Exercise requirements:
Starting at the first line of the data below, repeat each line word for word up to and including the line with "evenly spaced edges).".
*** Opening of The records ***
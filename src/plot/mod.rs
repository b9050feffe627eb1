//! Posterior density plot.
//!
//! Renders the empirical posterior of the rate difference as a histogram
//! density curve with the positive region (treatment ahead of control)
//! filled, a dashed reference line at zero, and a caption stating the
//! comparison direction.
//!
//! The figure is an explicit value: [`PosteriorPlot`] owns all histogram
//! geometry and labels, so successive plots share no hidden drawing state.
//! Rendering produces a standalone SVG document; writing it anywhere is the
//! caller's concern.

use std::fmt::Write as _;
use std::ops::Range;

use serde::{Deserialize, Serialize};

use crate::error::{CertezaError, Result};

/// Number of histogram bins (101 evenly spaced edges).
pub const N_BINS: usize = 100;

const FILL_COLOR: &str = "#2b4888";

const WIDTH: f64 = 960.0;
const HEIGHT: f64 = 560.0;
const MARGIN_LEFT: f64 = 60.0;
const MARGIN_RIGHT: f64 = 24.0;
const MARGIN_TOP: f64 = 24.0;
const MARGIN_BOTTOM: f64 = 130.0;

/// Histogram figure of a posterior rate-difference distribution.
///
/// # Examples
///
/// ```
/// use certeza::plot::PosteriorPlot;
///
/// let posterior: Vec<f64> = (0..1000).map(|i| -0.2 + 0.0006 * i as f64).collect();
/// let plot = PosteriorPlot::from_posterior(&posterior, 3, "newly enrolling", "control", "email")
///     .expect("non-empty posterior");
///
/// assert_eq!(plot.bin_edges().len(), 101);
/// let svg = plot.to_svg();
/// assert!(svg.starts_with("<?xml"));
/// ```
#[derive(Debug, Clone, Serialize, Deserialize)]
pub struct PosteriorPlot {
    bin_edges: Vec<f64>,
    counts: Vec<u64>,
    shaded: Range<usize>,
    baseline_successes: u64,
    action: String,
    control_label: String,
    treatment_label: String,
}

impl PosteriorPlot {
    /// Builds the figure from posterior samples.
    ///
    /// Bins the samples into [`N_BINS`] evenly spaced bins spanning the
    /// sample range and marks the bins whose lower edge is at or above zero
    /// for shading. When every sample is identical the histogram degenerates
    /// to a single bin and still renders.
    ///
    /// `baseline_successes` is the control-group success count, annotated on
    /// the figure for context.
    ///
    /// # Errors
    ///
    /// Returns an error if `posterior` is empty.
    pub fn from_posterior(
        posterior: &[f64],
        baseline_successes: u64,
        action: &str,
        control_label: &str,
        treatment_label: &str,
    ) -> Result<Self> {
        if posterior.is_empty() {
            return Err(CertezaError::empty_input("posterior samples"));
        }

        let (min, max) = posterior.iter().fold((f64::INFINITY, f64::NEG_INFINITY), |(lo, hi), &v| {
            (lo.min(v), hi.max(v))
        });

        let (bin_edges, counts) = if min == max {
            (vec![min, max], vec![posterior.len() as u64])
        } else {
            let mut edges = Vec::with_capacity(N_BINS + 1);
            let width = (max - min) / N_BINS as f64;
            for i in 0..=N_BINS {
                edges.push(min + i as f64 * width);
            }
            let mut counts = vec![0u64; N_BINS];
            for &v in posterior {
                let mut idx = ((v - min) / width) as usize;
                // The maximum sample lands in the last bin.
                if idx >= N_BINS {
                    idx = N_BINS - 1;
                }
                counts[idx] += 1;
            }
            (edges, counts)
        };

        let n_bins = counts.len();
        let first_shaded = bin_edges[..n_bins]
            .iter()
            .position(|&e| e >= 0.0)
            .unwrap_or(n_bins);

        Ok(Self {
            bin_edges,
            counts,
            shaded: first_shaded..n_bins,
            baseline_successes,
            action: action.to_string(),
            control_label: control_label.to_string(),
            treatment_label: treatment_label.to_string(),
        })
    }

    /// Bin edges (one more than the number of bins).
    #[must_use]
    pub fn bin_edges(&self) -> &[f64] {
        &self.bin_edges
    }

    /// Per-bin sample counts.
    #[must_use]
    pub fn counts(&self) -> &[u64] {
        &self.counts
    }

    /// Index range of bins shaded as the positive region.
    #[must_use]
    pub fn shaded_bins(&self) -> Range<usize> {
        self.shaded.clone()
    }

    /// Control-group success count annotated on the figure.
    #[must_use]
    pub fn baseline_successes(&self) -> u64 {
        self.baseline_successes
    }

    /// Caption lines describing the comparison direction.
    #[must_use]
    pub fn caption_lines(&self) -> [String; 4] {
        [
            format!(
                "Posterior difference in the rate of {}: {} minus {}.",
                self.action, self.treatment_label, self.control_label
            ),
            format!("neg: {} group had a lower rate", self.treatment_label),
            format!("pos: {} group had a higher rate", self.treatment_label),
            "zero: same rate".to_string(),
        ]
    }

    /// Renders the figure as a standalone SVG document.
    #[must_use]
    pub fn to_svg(&self) -> String {
        let x_min = self.bin_edges[0];
        let x_max = self.bin_edges[self.bin_edges.len() - 1];
        let x_span = if x_max > x_min { x_max - x_min } else { 1.0 };
        let y_max = self.counts.iter().copied().max().unwrap_or(1).max(1) as f64;

        let plot_w = WIDTH - MARGIN_LEFT - MARGIN_RIGHT;
        let plot_h = HEIGHT - MARGIN_TOP - MARGIN_BOTTOM;
        let to_x = |v: f64| MARGIN_LEFT + (v - x_min) / x_span * plot_w;
        let to_y = |c: f64| MARGIN_TOP + (1.0 - c / y_max) * plot_h;
        let base_y = MARGIN_TOP + plot_h;

        let mut svg = String::new();
        svg.push_str("<?xml version=\"1.0\" encoding=\"UTF-8\"?>\n");
        let _ = writeln!(
            svg,
            "<svg xmlns=\"http://www.w3.org/2000/svg\" width=\"{WIDTH}\" height=\"{HEIGHT}\" \
             viewBox=\"0 0 {WIDTH} {HEIGHT}\">"
        );
        svg.push_str("  <style>\n");
        svg.push_str("    .caption { font-family: sans-serif; font-size: 14px; }\n");
        svg.push_str("    .axis-label { font-family: sans-serif; font-size: 13px; }\n");
        svg.push_str("  </style>\n");
        svg.push_str("  <rect width=\"100%\" height=\"100%\" fill=\"#ffffff\"/>\n");

        // Filled positive region first so the density line draws on top.
        if !self.shaded.is_empty() {
            let mut points = String::new();
            let start = self.shaded.start;
            let _ = write!(
                points,
                "{:.1},{:.1}",
                to_x(self.bin_edges[start]),
                base_y
            );
            for i in self.shaded.clone() {
                let _ = write!(
                    points,
                    " {:.1},{:.1}",
                    to_x(self.bin_edges[i]),
                    to_y(self.counts[i] as f64)
                );
            }
            let last = self.shaded.end - 1;
            let _ = write!(
                points,
                " {:.1},{:.1} {:.1},{:.1}",
                to_x(self.bin_edges[last + 1]),
                to_y(self.counts[last] as f64),
                to_x(self.bin_edges[last + 1]),
                base_y
            );
            let _ = writeln!(
                svg,
                "  <polygon points=\"{points}\" fill=\"{FILL_COLOR}\" fill-opacity=\"1.0\"/>"
            );
        }

        // Density curve through the lower edge of each bin.
        let mut line = String::new();
        for (i, &count) in self.counts.iter().enumerate() {
            if i > 0 {
                line.push(' ');
            }
            let _ = write!(
                line,
                "{:.1},{:.1}",
                to_x(self.bin_edges[i]),
                to_y(count as f64)
            );
        }
        let _ = writeln!(
            svg,
            "  <polyline points=\"{line}\" fill=\"none\" stroke=\"{FILL_COLOR}\" stroke-width=\"1.5\"/>"
        );

        // Dashed reference line at zero, when zero is in view.
        if x_min <= 0.0 && 0.0 <= x_max {
            let zero_x = to_x(0.0);
            let _ = writeln!(
                svg,
                "  <line x1=\"{zero_x:.1}\" y1=\"{MARGIN_TOP}\" x2=\"{zero_x:.1}\" y2=\"{base_y:.1}\" \
                 stroke=\"#000000\" stroke-dasharray=\"6,4\"/>"
            );
        }

        // Axis baseline and labels.
        let _ = writeln!(
            svg,
            "  <line x1=\"{MARGIN_LEFT}\" y1=\"{base_y:.1}\" x2=\"{:.1}\" y2=\"{base_y:.1}\" \
             stroke=\"#333333\"/>",
            MARGIN_LEFT + plot_w
        );
        let _ = writeln!(
            svg,
            "  <text class=\"axis-label\" x=\"18\" y=\"{:.1}\" \
             transform=\"rotate(-90 18 {:.1})\" text-anchor=\"middle\">Density of draws</text>",
            MARGIN_TOP + plot_h / 2.0,
            MARGIN_TOP + plot_h / 2.0
        );
        let _ = writeln!(
            svg,
            "  <text class=\"axis-label\" x=\"{:.1}\" y=\"{:.1}\" text-anchor=\"end\">\
             control successes: {}</text>",
            MARGIN_LEFT + plot_w,
            MARGIN_TOP + 16.0,
            self.baseline_successes
        );

        for (i, caption) in self.caption_lines().iter().enumerate() {
            let _ = writeln!(
                svg,
                "  <text class=\"caption\" x=\"{:.1}\" y=\"{:.1}\" text-anchor=\"middle\">{}</text>",
                MARGIN_LEFT + plot_w / 2.0,
                base_y + 30.0 + 20.0 * i as f64,
                escape_xml(caption)
            );
        }

        svg.push_str("</svg>\n");
        svg
    }
}

/// Escapes text content for embedding in SVG.
fn escape_xml(text: &str) -> String {
    let mut out = String::with_capacity(text.len());
    for c in text.chars() {
        match c {
            '&' => out.push_str("&amp;"),
            '<' => out.push_str("&lt;"),
            '>' => out.push_str("&gt;"),
            '"' => out.push_str("&quot;"),
            '\'' => out.push_str("&apos;"),
            _ => out.push(c),
        }
    }
    out
}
*** Close of The records ***
Completed exercise:
filename src/plot/mod.rs
repository b9050feffe627eb1
//! Posterior density plot.
//!
//! Renders the empirical posterior of the rate difference as a histogram
//! density curve with the positive region (treatment ahead of control)
//! filled, a dashed reference line at zero, and a caption stating the
//! comparison direction.
//!
//! The figure is an explicit value: [`PosteriorPlot`] owns all histogram
//! geometry and labels, so successive plots share no hidden drawing state.
//! Rendering produces a standalone SVG document; writing it anywhere is the
//! caller's concern.

use std::fmt::Write as _;
use std::ops::Range;

use serde::{Deserialize, Serialize};

use crate::error::{CertezaError, Result};

/// Number of histogram bins (101 evenly spaced edges).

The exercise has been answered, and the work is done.